View Source CommonCrawl.Index (CommonCrawl v0.3.1)
Interacting with index files of Common Crawl.
Summary
Functions
Returns URL of the file containing the index paths for a given crawl ID.
Returns URL of the cluster.idx file.
Fetches a gzipped index file.
Fetches all available index files for a given crawl. At the end of the list will be the "metadata.yaml" and the "cluster.idx" files.
Fetches the cluster.idx file.
Parses a line of an index file into a tuple containing the search key, timestamp, and metadata map.
Creates a stream of parsed index entries from index files.
Returns URL of the index file.
Functions
Returns URL of the file containing the index paths for a given crawl ID.
Examples
iex> CommonCrawl.Index.all_paths_url("CC-MAIN-2017-34")
"https://data.commoncrawl.org/crawl-data/CC-MAIN-2017-34/cc-index.paths.gz"
Returns URL of the cluster.idx file.
Examples
iex> CommonCrawl.Index.cluster_idx_url("CC-MAIN-2017-34")
"https://data.commoncrawl.org/cc-index/collections/CC-MAIN-2017-34/indexes/cluster.idx"
Fetches a gzipped index file.
Examples
iex> CommonCrawl.Index.get("CC-MAIN-2024-51", "cdx-00000.gz")
{:ok, <<31, 139, 8, 0, 0, 0, 0, 0, 0, 3, ...>>}
Fetches all available index files for a given crawl. At the end of the list will be the "metadata.yaml" and the "cluster.idx" files.
Examples
iex> CommonCrawl.Index.get_all_paths("CC-MAIN-2024-51")
{:ok, [
"cc-index/collections/CC-MAIN-2024-51/indexes/cdx-00000.gz",
"cc-index/collections/CC-MAIN-2024-51/indexes/cdx-00001.gz",
# ... more index files
"cc-index/collections/CC-MAIN-2024-51/indexes/metadata.yaml",
"cc-index/collections/CC-MAIN-2024-51/indexes/cluster.idx"
]}
Fetches the cluster.idx file.
Examples
iex> CommonCrawl.Index.get_cluster_idx("CC-MAIN-2024-51")
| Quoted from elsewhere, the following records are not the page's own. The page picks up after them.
pub mod client;
pub mod narrate_model;
/// Fixed instruction text sent alongside every captured frame.
///
/// The response format below is the wire contract the parser's line prefixes
/// depend on, the `NARATION:` token included. Edit the two together or not
/// at all.
pub const ANALYSIS_PROMPT: &str = r#"You are the core AI engine of "AccessiPilot," a real-time accessibility engine.
Analyze the provided image (a screenshot or view of a webpage) and generate a report.

Format your response exactly like this:
NARATION: [concise flowing paragraph for screen reader]
ALT_TEXT: [item1: alt text], [item2: alt text]
ISSUE: [most critical barrier name]
WCAG: [reference code and name]
FIX: [technical fix]
COMMAND: accessipilot-adjust: property="[prop]" ; value="[val]" ; target="[selector]"

Guidelines:
1. Narration should be under 150 words.
2. If decorative, use "Decorative image, alt=""."
3. Focus on contrast, keyboard accessibility, or semantics.
4. If no specific voice request is implied, suggest a common fix like 'filter: contrast(120%)' on body or 'font-size: 1.1em'.
"#;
{:ok, "0,100,22,165)/ 20241209080420..."}
Parses a line of an index file into a tuple containing the search key, timestamp, and metadata map.
Examples
iex> line = "com,example)/ 20240108123456 {"url": "http://www.example.com"}"
iex> CommonCrawl.Index.parser(line)
{:ok, {"com,example)/", 20240108123456, %{"url" => "http://www.example.com"}}}
@spec stream( String.t(), keyword() ) :: Enumerable.t()
Creates a stream of parsed index entries from index files.
Options
:preprocess_fun
- function to preprocess the stream before processing (default: & &1):dir
- temporary directory for storing downloaded files (default: System.tmp_dir!()):max_attempts
- maximum number of retry attempts for fetching cluster.idx (default: 3):backoff
- milliseconds to wait between retry attempts (default: 500)
Examples
# Stream all index entries
CommonCrawl.Index.stream("CC-MAIN-2024-51")
# Stream only German domains and shuffle them before processing
CommonCrawl.Index.stream("CC-MAIN-2024-51", preprocess_fun: fn stream ->
stream
|> Stream.filter(&String.starts_with?(&1, "de"))
|> Enum.shuffle()
end)
Returns URL of the index file.
Examples
iex> CommonCrawl.Index.url("CC-MAIN-2017-34", "cdx-00203.gz")
"https://data.commoncrawl.org/cc-index/collections/CC-MAIN-2017-34/indexes/cdx-00203.gz"